LoRA that doesn't require memory for zero gradients of the underlying matrices

colehaus commented 2 weeks ago

I think one of the main motives for LoRA is to reduce memory consumption—certainly that's my motive. I'm already using gradient checkpointing and AdaFactor so the main thing I want from LoRA is to reduce the size of the gradient pytree itself. However, unless I'm quite confused, in a trivial setup like:

class DummyModel(eqx.Module, Generic[Dim1, Dim2, Float]):
    tmp: eqx.nn.Linear[Dim1, Dim2, Float]
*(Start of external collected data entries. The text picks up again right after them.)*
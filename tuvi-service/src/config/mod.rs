use serde::Deserialize;
use service_core::config as core_config;
use service_core::error::AppError;
use std::env;
use std::path::PathBuf;
use std::time::Duration;

/// Gemini REST endpoint used when `GEMINI_API_BASE` is not set.
pub const DEFAULT_GEMINI_API_BASE: &str = "https://generativelanguage.googleapis.com/v1beta";

const DEFAULT_TEXT_MODEL: &str = "gemini-1.5-flash";
const DEFAULT_TIMEOUT_SECS: u64 = 120;
const DEFAULT_MAX_UPLOAD_BYTES: usize = 10 * 1024 * 1024;

#[derive(Debug, Clone, Deserialize)]
pub struct TuviConfig {
    #[serde(flatten)]
    pub common: core_config::Config,
    pub google: GoogleConfig,
    pub models: ModelConfig,
    pub provider: ProviderConfig,
    pub storage: StorageConfig,
    /// OTLP collector for span export; logging only when unset.
    pub otlp_endpoint: Option<String>,
}

#[derive(Debug, Clone, Deserialize)]
pub struct GoogleConfig {
    pub api_key: String,
    pub api_base: String,
}

#[derive(Debug, Clone, Deserialize)]
pub struct ModelConfig {
    /// Vision-capable model used for both readings and chart analysis.
    pub text_model: String,
}

#[derive(Debug, Clone, Deserialize)]
pub struct ProviderConfig {
    /// Upper bound for a single generation call, including network time.
    pub timeout_secs: u64,
}

#[derive(Debug, Clone, Deserialize)]
pub struct StorageConfig {
    /// Directory where uploaded chart images are staged while a request runs.
    pub upload_dir: PathBuf,
    /// Directory served at `/` (index.html and assets).
    pub static_dir: PathBuf,
    pub max_upload_bytes: usize,
}

impl ProviderConfig {
    pub fn timeout(&self) -> Duration {
        Duration::from_secs(self.timeout_secs)
    }
}

impl TuviConfig {
    pub fn load() -> Result<Self, AppError> {
        let common = core_config::Config::load()?;
        Self::from_lookup(common, |key| env::var(key).ok())
    }

    /// Build the configuration from an arbitrary key lookup.
    ///
    /// `load` passes the process environment; tests pass a map.
    pub fn from_lookup<F>(common: core_config::Config, lookup: F) -> Result<Self, AppError>
    where
        F: Fn(&str) -> Option<String>,
    {
        let is_prod = lookup("ENVIRONMENT").unwrap_or_else(|| "dev".to_string()) == "prod";
        let get = |key: &str, default: Option<&str>| get_env(&lookup, key, default, is_prod);

        Ok(TuviConfig {
            common,
            google: GoogleConfig {
                api_key: get("GEMINI_API_KEY", None)?,
                api_base: get("GEMINI_API_BASE", Some(DEFAULT_GEMINI_API_BASE))?,
            },
            models: ModelConfig {
                text_model: get("GEMINI_MODEL", Some(DEFAULT_TEXT_MODEL))?,
            },
            provider: ProviderConfig {
                timeout_secs: get("GENAI_TIMEOUT_SECS", Some(&DEFAULT_TIMEOUT_SECS.to_string()))?
                    .parse()
                    .unwrap_or(DEFAULT_TIMEOUT_SECS),
            },
            storage: StorageConfig {
                upload_dir: get("UPLOAD_DIR", Some("uploads"))?.into(),
                static_dir: get("STATIC_DIR", Some("public"))?.into(),
                max_upload_bytes: get(
                    "MAX_UPLOAD_BYTES",
                    Some(&DEFAULT_MAX_UPLOAD_BYTES.to_string()),
                )?
                .parse()
                .unwrap_or(DEFAULT_MAX_UPLOAD_BYTES),
            },
            otlp_endpoint: lookup("OTLP_ENDPOINT").filter(|v| !v.is_empty()),
        })
    }
}

fn get_env<F>(lookup: &F, key: &str, default: Option<&str>, is_prod: bool) -> Result<String, AppError>
where
    F: Fn(&str) -> Option<String>,
{
    match lookup(key) {
        Some(val) => Ok(val),
        None => match default {
            Some(def) => Ok(def.to_string()),
            None if is_prod => Err(AppError::ConfigError(anyhow::anyhow!(
                "{} is required in production but not set",
                key
            ))),
            None => {
                tracing::warn!(key, "Not set; using an empty value outside production");
                Ok(String::new())
            }
        },
    }
}

#[cfg(test)]
mod tests {
    use super::*;
    use std::collections::HashMap;

    fn lookup(pairs: &[(&str, &str)]) -> impl Fn(&str) -> Option<String> {
        let map: HashMap<String, String> = pairs
            .iter()
            .map(|(k, v)| (k.to_string(), v.to_string()))
            .collect();
        move |key| map.get(key).cloned()
    }

    #[test]
    fn defaults_apply_when_only_api_key_is_set() {
        let config =
            TuviConfig::from_lookup(core_config::Config::default(), lookup(&[("GEMINI_API_KEY", "k")]))
                .unwrap();

        assert_eq!(config.google.api_key, "k");
        assert_eq!(config.google.api_base, DEFAULT_GEMINI_API_BASE);
        assert_eq!(config.models.text_model, "gemini-1.5-flash");
        assert_eq!(config.provider.timeout(), Duration::from_secs(120));
        assert_eq!(config.storage.upload_dir, PathBuf::from("uploads"));
        assert_eq!(config.storage.static_dir, PathBuf::from("public"));
        assert_eq!(config.storage.max_upload_bytes, 10 * 1024 * 1024);
        assert!(config.otlp_endpoint.is_none());
    }

    #[test]
    fn missing_api_key_is_empty_outside_production() {
        let config = TuviConfig::from_lookup(core_config::Config::default(), lookup(&[])).unwrap();

        assert!(config.google.api_key.is_empty());
        assert_eq!(config.models.text_model, "gemini-1.5-flash");
    }

    #[test]
    fn missing_api_key_is_a_config_error_in_production() {
        let result = TuviConfig::from_lookup(
            core_config::Config::default(),
            lookup(&[("ENVIRONMENT", "prod")]),
        );

        assert!(matches!(result, Err(AppError::ConfigError(_))));
    }

    #[test]
    fn production_keeps_defaults_for_optional_keys() {
        let config = TuviConfig::from_lookup(
            core_config::Config::default(),
            lookup(&[("ENVIRONMENT", "prod"), ("GEMINI_API_KEY", "k")]),
        )
        .unwrap();

        assert_eq!(config.google.api_base, DEFAULT_GEMINI_API_BASE);
        assert_eq!(config.storage.upload_dir, PathBuf::from("uploads"));
    }

    #[test]
    fn unparseable_numbers_fall_back_to_defaults() {
        let config = TuviConfig::from_lookup(
            core_config::Config::default(),
            lookup(&[
                ("GEMINI_API_KEY", "k"),
                ("GENAI_TIMEOUT_SECS", "soon"),
                ("MAX_UPLOAD_BYTES", "lots"),
                ("UPLOAD_DIR", "/tmp/tuvi"),
            ]),
        )
        .unwrap();

        assert_eq!(config.provider.timeout_secs, 120);
        assert_eq!(config.storage.max_upload_bytes, 10 * 1024 * 1024);
        assert_eq!(config.storage.upload_dir, PathBuf::from("/tmp/tuvi"));
    }
}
    def __init__(self, dim1: Dim1, dim2: Dim2, dtype: type[Float], key: jax.Array) -> None:
        self.tmp = eqx.nn.Linear(dim1, dim2, dtype=dtype, key=key)

    def __call__(self, ndarray: ndarray[Dim1, Float]) -> ndarray[Dim2, Float]:
        return self.tmp(ndarray)

@eqx.filter_value_and_grad
@ft.partial(eqx.filter_checkpoint, policy=jax.checkpoint_policies.dots_with_no_batch_dims_saveable)
def grad_fn(m: DummyModel[Dim1, Dim2, Float], y: ndarray[Dim1, Float]) -> ndarray[Float]:
    m = quax.quaxify(m)
    return jnp.square(jnp.mean(m(y)) - 0)

def main():
    x = DummyModel[Dim1T, Dim2T, np.float32](4096, 4096, np.float32, jax.random.PRNGKey(0))
    loraed = loraify(x, rank=64, scale=0.1, key=jax.random.PRNGKey(1))
    return grad_fn(loraed, np.random.rand(4096))

the returned grads include a full Dim1 x Dim2 array of zeros for _w. Almost all the values in the gradient pytree are zero (for typical LoRAs) and this is wasted memory.

I thought perhaps I could get around this by replacing jax.lax.stop_gradient in LoraArray with something like:

@jax.custom_jvp
def symbolic_stop_gradient(x: A) -> A:
    return x

@symbolic_stop_gradient.defjvp
def symbolic_stop_gradient_jvp(primals: tuple[ndarray[*Shape, Float]], tangents: tuple[ndarray[*Shape, Float]]):
    return primals[0], Zero(primals[0].shape, primals[0].dtype)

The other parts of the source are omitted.